Clara turned her attention to the nutcracker, whose large form barely fit inside the small bunker. She still found herself frightened of him, though she became less and less frightened each time he banged his head against the ceiling beams. He stooped as he lit the fire and pulled a kettle from the corner bin, moving with jointed stiffness, his back unbending, his head huge, tufts of white beard and hair sticking out at odd angles from under his hat.
Clara blearily examined him, the words from the book returning to her as she thawed. Words like Volkonsky and matryoshka and Imperia. Imperia. She was in Imperia. There were fairies. There were giant rats. The world was a blur of jewels and glittering forests, and the blur focused to the nutcracker in front of her. Moving. Living. A giant toy swishing water in the old kettle.
No, not a toy.

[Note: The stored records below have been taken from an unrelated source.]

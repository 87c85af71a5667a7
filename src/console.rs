//! Console entry points and the host registry that owns them.
//!
//! Host code logs through a [`HostConsole`] instead of a global object; the
//! overlay installs itself by replacing the registry's slots.

use std::collections::HashMap;
use std::sync::{Arc, LazyLock, RwLock};

use crate::error::OverlayError;
use crate::model::{ConsoleArg, LogKind};

/// One implementation of the four console entry points.
pub trait Console: Send + Sync {
    fn log(&self, kind: LogKind, args: &[ConsoleArg]);

    fn info(&self, args: &[ConsoleArg]) {
        self.log(LogKind::Info, args);
    }

    fn warn(&self, args: &[ConsoleArg]) {
        self.log(LogKind::Warn, args);
    }

    fn error(&self, args: &[ConsoleArg]) {
        self.log(LogKind::Error, args);
    }

    fn debug(&self, args: &[ConsoleArg]) {
        self.log(LogKind::Debug, args);
    }
}

/// Native "original" console: every call becomes a `tracing` event on the
/// `console` target.
#[derive(Debug, Default, Clone, Copy)]
pub struct TracingConsole;

impl Console for TracingConsole {
    fn log(&self, kind: LogKind, args: &[ConsoleArg]) {
        let message = join_args(args);
        match kind {
            LogKind::Info => tracing::info!(target: "console", "{message}"),
            LogKind::Warn => tracing::warn!(target: "console", "{message}"),
            LogKind::Error => tracing::error!(target: "console", "{message}"),
            LogKind::Debug => tracing::debug!(target: "console", "{message}"),
        }
    }
}

pub(crate) fn join_args(args: &[ConsoleArg]) -> String {
    args.iter().map(ToString::to_string).collect::<Vec<_>>().join(" ")
}

struct Slot {
    entry: Arc<dyn Console>,
    sealed: bool,
}

/// The page's console: one replaceable entry per log kind.
pub struct HostConsole {
    slots: RwLock<HashMap<LogKind, Slot>>,
}

impl HostConsole {
    /// Every slot starts out pointing at `native`.
    pub fn new(native: Arc<dyn Console>) -> Self {
        let slots = LogKind::ALL
            .into_iter()
            .map(|kind| {
                let slot = Slot {
                    entry: Arc::clone(&native),
                    sealed: false,
                };
                (kind, slot)
            })
            .collect();
        Self {
            slots: RwLock::new(slots),
        }
    }

    /// Makes `kind` non-reassignable; later [`HostConsole::replace`] calls fail.
    pub fn seal(&self, kind: LogKind) {
        if let Ok(mut slots) = self.slots.write() {
            if let Some(slot) = slots.get_mut(&kind) {
                slot.sealed = true;
            }
        }
    }

    /// Current entry for `kind`.
    pub fn entry(&self, kind: LogKind) -> Option<Arc<dyn Console>> {
        let slots = self.slots.read().ok()?;
        slots.get(&kind).map(|slot| Arc::clone(&slot.entry))
    }

    /// Installs `entry` for `kind` and returns the one it replaced.
    pub fn replace(&self, kind: LogKind, entry: Arc<dyn Console>) -> Result<Arc<dyn Console>, OverlayError> {
        let mut slots = self.slots.write().map_err(|_| OverlayError::Setup {
            kind,
            reason: "console registry is poisoned".to_string(),
        })?;
        let slot = slots.get_mut(&kind).ok_or_else(|| OverlayError::Setup {
            kind,
            reason: "no such entry point".to_string(),
        })?;
        if slot.sealed {
            return Err(OverlayError::Setup {
                kind,
                reason: "entry point is not reassignable".to_string(),
            });
        }
        Ok(std::mem::replace(&mut slot.entry, entry))
    }

    pub fn call(&self, kind: LogKind, args: &[ConsoleArg]) {
        // Entry runs outside the lock so it may log again.
        if let Some(entry) = self.entry(kind) {
            entry.log(kind, args);
        }
    }

    pub fn info(&self, args: &[ConsoleArg]) {
        self.call(LogKind::Info, args);
    }

    pub fn warn(&self, args: &[ConsoleArg]) {
        self.call(LogKind::Warn, args);
    }

    pub fn error(&self, args: &[ConsoleArg]) {
        self.call(LogKind::Error, args);
    }

    pub fn debug(&self, args: &[ConsoleArg]) {
        self.call(LogKind::Debug, args);
    }
}

static HOST: LazyLock<HostConsole> = LazyLock::new(|| HostConsole::new(native_console()));

/// Process-wide console for applications that do not build their own.
pub fn host() -> &'static HostConsole {
    &HOST
}

/// The platform's own console implementation.
pub fn native_console() -> Arc<dyn Console> {
    #[cfg(all(feature = "web", target_arch = "wasm32"))]
    {
        Arc::new(crate::browser::WebConsole)
    }
    #[cfg(not(all(feature = "web", target_arch = "wasm32")))]
    {
        Arc::new(TracingConsole)
    }
}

A prince!
“Oh!” said Clara, throwing aside the blanket and leaping to her feet in a valiant effort to curtsy. “Your Highness.”
Her frozen feet gave way underneath her, and she hit the bunker floor with a resounding thump.
The nutcracker made an effort to help her up, but Clara quickly got to her feet without his help. “No, no, I can do this,” she said. She dipped into a curtsy and only made it halfway before tumbling to the floor.
The nutcracker’s painted brows furrowed at her.
“Are you certain you’re all right?” he said.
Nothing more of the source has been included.